#### DATA TO USE:
_____
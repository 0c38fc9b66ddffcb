/// Storage collaborators used by the naming system
///
/// The distributed value store holds signed name records for everyone; the
/// local datastore keeps this node's own publish bookkeeping.

pub mod memory;

pub use memory::{MemoryDatastore, MemoryValueStore};

use crate::error::NameResult;
use async_trait::async_trait;

/// Distributed value store trait
///
/// Implementations talk to the network's routing layer (a DHT in production).
#[async_trait]
pub trait ValueStore: Send + Sync {
    /// Fetch the best value stored under `key`
    ///
    /// Returns `NameError::NotFound` when nothing is stored.
    async fn get_value(&self, key: &[u8]) -> NameResult<Vec<u8>>;

    /// Store `value` under `key`
    async fn put_value(&self, key: &[u8], value: Vec<u8>) -> NameResult<()>;
}

/// Local key/value datastore trait
#[async_trait]
pub trait Datastore: Send + Sync {
    async fn get(&self, key: &str) -> NameResult<Option<Vec<u8>>>;

    async fn put(&self, key: &str, value: Vec<u8>) -> NameResult<()>;
}
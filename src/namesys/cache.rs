/// Resolution cache - bounded, TTL-aware map from resolved key to path
use crate::path::Path;
use lru::LruCache;
use parking_lot::Mutex;
use std::num::NonZeroUsize;
use std::time::Duration;
use tokio::time::Instant;
use tracing::debug;

/// Cached resolution with its own expiry
#[derive(Debug, Clone)]
pub struct CacheEntry {
    pub path: Path,
    pub expires_at: Instant,
}

impl CacheEntry {
    pub fn is_expired(&self, now: Instant) -> bool {
        now >= self.expires_at
    }
}

/// LRU cache of resolved keys, disabled when built with capacity 0
pub struct ResolveCache {
    entries: Option<Mutex<LruCache<String, CacheEntry>>>,
}

impl ResolveCache {
    pub fn new(capacity: usize) -> Self {
        Self {
            entries: NonZeroUsize::new(capacity).map(|cap| Mutex::new(LruCache::new(cap))),
        }
    }

    pub fn is_enabled(&self) -> bool {
        self.entries.is_some()
    }

    /// Look up a live entry; a stale one is dropped and reported as a miss
    pub fn get(&self, key: &str) -> Option<Path> {
        let mut entries = self.entries.as_ref()?.lock();
        let now = Instant::now();

        match entries.get(key) {
            Some(entry) if !entry.is_expired(now) => return Some(entry.path.clone()),
            Some(_) => {}
            None => return None,
        }

        debug!(key = %key, "Cache entry expired");
        entries.pop(key);
        None
    }

    /// Store `path` under `key` for `ttl`; a zero TTL stores nothing
    pub fn set(&self, key: &str, path: Path, ttl: Duration) {
        let Some(entries) = self.entries.as_ref() else {
            return;
        };
        if ttl.is_zero() {
            return;
        }

        let Some(expires_at) = Instant::now().checked_add(ttl) else {
            debug!(key = %key, ttl_secs = ttl.as_secs(), "TTL out of range, not caching");
            return;
        };

        entries.lock().put(key.to_string(), CacheEntry { path, expires_at });
    }

    /// Drop `key`, returning whether it was present
    pub fn remove(&self, key: &str) -> bool {
        self.entries
            .as_ref()
            .map(|entries| entries.lock().pop(key).is_some())
            .unwrap_or(false)
    }

    /// Entries currently held, including stale ones not yet looked up
    pub fn len(&self) -> usize {
        self.entries
            .as_ref()
            .map(|entries| entries.lock().len())
            .unwrap_or(0)
    }

    pub fn is_empty(&self) -> bool {
        self.len() == 0
    }
}

#[cfg(test)]
mod tests {
    use super::*;

    fn path(cid: &str) -> Path {
        Path::parse(&format!("/dms3fs/{}", cid)).unwrap()
    }

    const CID_A: &str = "QmYwAPJzv5CZsnA625s3Xf2nemtYgPpHdWEz79ojWnPbdG";
    const CID_B: &str = "QmUNLLsPACCz1vLxQVkXqqLX5R1X345qqfHbsf67hvA3Nn";

    #[tokio::test(start_paused = true)]
    async fn test_entry_expires_after_ttl() {
        let cache = ResolveCache::new(8);
        cache.set("k", path(CID_A), Duration::from_secs(10));

        tokio::time::advance(Duration::from_secs(9)).await;
        assert_eq!(cache.get("k"), Some(path(CID_A)));

        tokio::time::advance(Duration::from_secs(1)).await;
        assert_eq!(cache.get("k"), None);
        // stale entry is removed on lookup
        assert_eq!(cache.len(), 0);
    }

    #[test]
    fn test_zero_ttl_is_noop() {
        let cache = ResolveCache::new(8);
        cache.set("k", path(CID_A), Duration::ZERO);
        assert_eq!(cache.get("k"), None);
        assert!(cache.is_empty());
    }

    #[test]
    fn test_disabled_cache_always_misses() {
        let cache = ResolveCache::new(0);
        assert!(!cache.is_enabled());

        cache.set("k", path(CID_A), Duration::from_secs(60));
        assert_eq!(cache.get("k"), None);
        assert!(!cache.remove("k"));
    }

    #[test]
    fn test_oldest_entry_evicted() {
        let cache = ResolveCache::new(2);
        cache.set("a", path(CID_A), Duration::from_secs(60));
        cache.set("b", path(CID_B), Duration::from_secs(60));
        cache.set("c", path(CID_A), Duration::from_secs(60));

        assert_eq!(cache.len(), 2);
        assert_eq!(cache.get("a"), None);
        assert_eq!(cache.get("b"), Some(path(CID_B)));
        assert_eq!(cache.get("c"), Some(path(CID_A)));
    }

    #[test]
    fn test_overwrite_and_remove() {
        let cache = ResolveCache::new(4);
        cache.set("k", path(CID_A), Duration::from_secs(60));
        cache.set("k", path(CID_B), Duration::from_secs(60));
        assert_eq!(cache.get("k"), Some(path(CID_B)));

        assert!(cache.remove("k"));
        assert_eq!(cache.get("k"), None);
    }
}
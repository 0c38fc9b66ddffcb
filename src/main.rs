/// dms3-namesys - resolve names from the command line
///
/// Resolves each argument through DNS and proquint resolvers, with an
/// in-memory value store standing in for the network.

use anyhow::Context;
use namesys::{
    namesys::HickoryTxtLookup,
    store::{MemoryDatastore, MemoryValueStore},
    CancellationToken, Depth, NameError, NameSysConfig, NameSystem, ResolveOptions,
};
use std::sync::Arc;
use tracing::{error, info};
use tracing_subscriber::{layer::SubscriberExt, util::SubscriberInitExt};

#[tokio::main]
async fn main() -> anyhow::Result<()> {
    // Load configuration
    let config = NameSysConfig::from_env().context("Failed to load configuration")?;

    // Initialize logging
    tracing_subscriber::registry()
        .with(
            tracing_subscriber::EnvFilter::try_from_default_env()
                .unwrap_or_else(|_| format!("namesys={}", config.logging.level).into()),
        )
        .with(tracing_subscriber::fmt::layer())
        .init();

    let names: Vec<String> = std::env::args().skip(1).collect();
    if names.is_empty() {
        eprintln!("usage: dms3-namesys <name>...");
        std::process::exit(2);
    }

    let txt_lookup =
        HickoryTxtLookup::from_config(&config.dns).context("Failed to create DNS resolver")?;
    let name_system = NameSystem::new(
        Arc::new(MemoryValueStore::new()),
        Arc::new(MemoryDatastore::new()),
        Arc::new(txt_lookup),
        &config,
    );

    info!(
        cache_size = config.cache.size,
        depth_limit = config.resolve.depth_limit,
        "Name system ready"
    );

    // Ctrl-C cancels whatever resolution is in flight
    let cancel = CancellationToken::new();
    let ctrl_c = cancel.clone();
    tokio::spawn(async move {
        if tokio::signal::ctrl_c().await.is_ok() {
            ctrl_c.cancel();
        }
    });

    let options = ResolveOptions::new().depth(Depth::limited(config.resolve.depth_limit));
    let mut failed = false;

    for name in &names {
        match name_system.resolve(&cancel, name, &options).await {
            Ok(path) => println!("{}", path),
            Err(NameError::RecursionLimitReached { path }) => {
                println!("{}", path);
                error!(name = %name, "Recursion limit reached before a content path");
                failed = true;
            }
            Err(e) => {
                error!(name = %name, error = %e, "Resolution failed");
                failed = true;
            }
        }
    }

    if failed {
        std::process::exit(1);
    }

    Ok(())
}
_____
#### TO DO:
Taking the records above, retype every line from the one with "use std::sync::Arc;" down to the one with "let ctrl_c = cancel.clone();", exactly and with nothing else.

#### ANSWER TO THE PROBLEM:
use std::sync::Arc;
use tracing::{error, info};
use tracing_subscriber::{layer::SubscriberExt, util::SubscriberInitExt};

#[tokio::main]
async fn main() -> anyhow::Result<()> {
    // Load configuration
    let config = NameSysConfig::from_env().context("Failed to load configuration")?;

    // Initialize logging
    tracing_subscriber::registry()
        .with(
            tracing_subscriber::EnvFilter::try_from_default_env()
                .unwrap_or_else(|_| format!("namesys={}", config.logging.level).into()),
        )
        .with(tracing_subscriber::fmt::layer())
        .init();

    let names: Vec<String> = std::env::args().skip(1).collect();
    if names.is_empty() {
        eprintln!("usage: dms3-namesys <name>...");
        std::process::exit(2);
    }

    let txt_lookup =
        HickoryTxtLookup::from_config(&config.dns).context("Failed to create DNS resolver")?;
    let name_system = NameSystem::new(
        Arc::new(MemoryValueStore::new()),
        Arc::new(MemoryDatastore::new()),
        Arc::new(txt_lookup),
        &config,
    );

    info!(
        cache_size = config.cache.size,
        depth_limit = config.resolve.depth_limit,
        "Name system ready"
    );

    // Ctrl-C cancels whatever resolution is in flight
    let cancel = CancellationToken::new();
    let ctrl_c = cancel.clone();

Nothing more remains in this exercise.